LONDON (Reuters) -British Prime Minister Boris Johnson said on Wednesday he was disappointed that Valneva's COVID-19 vaccine had not gained approval in Britain, two months after the government cancelled a supply deal worth 1.4 billion euro ($1.57 billion) for the shot.
Health minister Sajid Javid had said commercial considerations played into the decision, but added it was clear Valneva's shot would not be approved in Britain.
His statement was later corrected to say that the shot had not gained approval and may not gain it.
Valneva said in a statement it hoped for approval by the end of the year and was working with the Medicines and Healthcare products Regulatory Agency (MHRA), the independent medicines regulator.
The MHRA said Valneva had initiated a rolling review, which was ongoing.
"Due to commercial confidentiality we are unable to provide details of our review," a spokesperson said.
Johnson told lawmakers on Wednesday he was "personally very disappointed when we couldn't get approval for the Valneva vaccine in the way that we had hoped".
"What we are doing is investing massively in this country's vaccine capability across the country so that we are prepared for the next pandemic and I very much hope that Valneva will be part of that," he said.

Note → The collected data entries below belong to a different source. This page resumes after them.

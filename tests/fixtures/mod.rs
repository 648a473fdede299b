#![allow(dead_code)]

use quantedge_series::{Buffers, Ohlcv, Price};
use serde::{Deserialize, de::DeserializeOwned};

/// OHLC bar parsed from the hourly EURUSD fixture.
#[derive(Debug, Clone, Copy, Deserialize)]
pub struct RefBar {
    pub open_time: u64,
    pub open: f64,
    pub high: f64,
    pub low: f64,
    pub close: f64,
}

impl Ohlcv for RefBar {
    fn open(&self) -> Price {
        self.open
    }

    fn high(&self) -> Price {
        self.high
    }

    fn low(&self) -> Price {
        self.low
    }

    fn close(&self) -> Price {
        self.close
    }
}

/// Reference band values with timestamp.
#[derive(Debug, Deserialize)]
pub struct RefBandsValue {
    pub open_time: u64,
    pub upper: f64,
    pub main: f64,
    pub lower: f64,
}

/// Reference FDI value with timestamp.
#[derive(Debug, Deserialize)]
pub struct RefFdiValue {
    pub open_time: u64,
    pub fdi: f64,
}

const BARS_PATH: &str = "tests/fixtures/data/eurusd-1h.csv";

/// Load the reference bars, oldest first.
pub fn load_reference_bars() -> Vec<RefBar> {
    load_records(BARS_PATH, "invalid bar record")
}

pub fn load_bands_ref(path: &str) -> Vec<RefBandsValue> {
    load_records(path, "invalid bands reference record")
}

pub fn load_fdi_ref(path: &str) -> Vec<RefFdiValue> {
    load_records(path, "invalid FDI reference record")
}

/// Offset of the bar opened at `open_time`, counted from the newest bar.
pub fn offset_of(bars: &[RefBar], open_time: u64) -> usize {
    let index = bars
        .iter()
        .position(|bar| bar.open_time == open_time)
        .unwrap_or_else(|| panic!("no bar at t={open_time}"));

    bars.len() - 1 - index
}

/// Assert two f64 values are within tolerance.
pub fn assert_near(actual: f64, expected: f64, tolerance: f64, context: &str) {
    let diff = (actual - expected).abs();
    assert!(
        diff <= tolerance,
        "{context}: expected {expected:.10}, got {actual:.10}, diff {diff:.2e} > tolerance {tolerance:.2e}"
    );
}

/// Creates perturbed versions of a bar to simulate live repaints.
///
/// Returns 2 intermediate bars (with shifted close/high/low) followed
/// by the unperturbed bar. All share the same `open_time`.
pub fn repaint_sequence(bar: &RefBar) -> Vec<RefBar> {
    let t = bar.open_time;
    vec![
        // First tick: only open is known, close near open
        RefBar {
            open: bar.open,
            high: bar.open * 1.001,
            low: bar.open * 0.999,
            close: bar.open * 1.0005,
            open_time: t,
        },
        // Mid-bar: partial movement toward final values
        RefBar {
            open: bar.open,
            high: bar.open.midpoint(bar.high),
            low: bar.open.midpoint(bar.low),
            close: bar.open.midpoint(bar.close),
            open_time: t,
        },
        *bar,
    ]
}

/// Assert every buffer matches cell by cell between two engines.
pub fn assert_buffers_match(closed: &Buffers, repainted: &Buffers, tolerance: f64) {
    assert_eq!(closed.len(), repainted.len(), "buffer lengths differ");

    for (c, r) in closed.iter().zip(repainted.iter()) {
        for (offset, (cv, rv)) in c.iter().zip(r.iter()).enumerate() {
            match (cv, rv) {
                (None, None) => {}
                (Some(cv), Some(rv)) => {
                    let diff = (cv - rv).abs();
                    assert!(
                        diff <= tolerance,
                        "{} diverged at offset {offset}: closed={cv:.10}, repainted={rv:.10}, diff={diff:.2e}",
                        c.name()
                    );
                }
                (cv, rv) => {
                    panic!(
                        "{} presence mismatch at offset {offset}: closed={cv:?}, repainted={rv:?}",
                        c.name()
                    );
                }
            }
        }
    }
}

/// Generate reference match and live-feed tests for a [`Bands`] config.
///
/// Usage: `bands_reference_test!(sma_20, BandsConfig::sma(20), "tests/fixtures/data/bands-20-2-sma-close.csv", 1e-9);`
///
/// [`Bands`]: quantedge_series::Bands
#[allow(unused_macros)]
macro_rules! bands_reference_test {
    ($name:ident, $config:expr, $ref_path:expr, $tolerance:expr) => {
        mod $name {
            use super::fixtures::*;
            use quantedge_series::*;

            #[test]
            fn matches_reference() {
                let bars = load_reference_bars();
                let reference = load_bands_ref($ref_path);
                let mut engine = Engine::<Bands>::init($config);

                assert_eq!(
                    engine.on_update(&Tick::full(bars.len()), &bars),
                    Ok(Status::Ok)
                );

                let buffers = engine.buffers().unwrap();
                for (i, expected) in reference.iter().enumerate() {
                    let offset = offset_of(&bars, expected.open_time);
                    let ctx = format!(
                        "{} at ref {i} (t={})",
                        stringify!($name),
                        expected.open_time
                    );
                    for (line, value) in [
                        (Bands::UPPER, expected.upper),
                        (Bands::MAIN, expected.main),
                        (Bands::LOWER, expected.lower),
                    ] {
                        let actual = buffers[line]
                            .get(offset)
                            .unwrap_or_else(|| panic!("{ctx}: line {line} empty"));
                        assert_near(actual, value, $tolerance, &ctx);
                    }
                }

                let oldest = offset_of(&bars, reference[0].open_time);
                assert_eq!(buffers[Bands::MAIN].get(oldest + 1), None);
            }

            #[test]
            fn live_feed_matches_full_load() {
                let bars = load_reference_bars();
                let config = $config;

                let mut full = Engine::<Bands>::init(config);
                full.on_update(&Tick::full(bars.len()), &bars).unwrap();

                let mut live = Engine::<Bands>::init(config);
                let mut feed: Vec<RefBar> = Vec::with_capacity(bars.len());
                for bar in &bars {
                    let mut first = true;
                    for tick in repaint_sequence(bar) {
                        let notification = if first {
                            feed.push(tick);
                            Tick::new_bars(1, feed.len())
                        } else {
                            *feed.last_mut().unwrap() = tick;
                            Tick::repaint(feed.len())
                        };
                        first = false;

                        live.on_update(&notification, &feed).unwrap();
                    }
                }

                assert_buffers_match(
                    full.buffers().unwrap(),
                    live.buffers().unwrap(),
                    $tolerance,
                );
            }
        }
    };
}

#[allow(unused_imports)]
pub(crate) use bands_reference_test;

fn load_records<D>(path: &str, expect_msg: &str) -> Vec<D>
where
    D: DeserializeOwned,
{
    let mut rdr =
        csv::Reader::from_path(path).unwrap_or_else(|e| panic!("failed to open {path}: {e}"));

    rdr.deserialize().map(|r| r.expect(expect_msg)).collect()
}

Before cancelling the supply deal in September, Britain had secured options for hundreds of millions of doses of the vaccine and earlier this month, Valneva secured a 60 million dose supply deal with the European Commission.
"We regret the decision made by HMG (UK government) to end the UK Government's supply contract with Valneva, and remain hopeful that HMG will seek an amicable resolution," the Valneva statement said.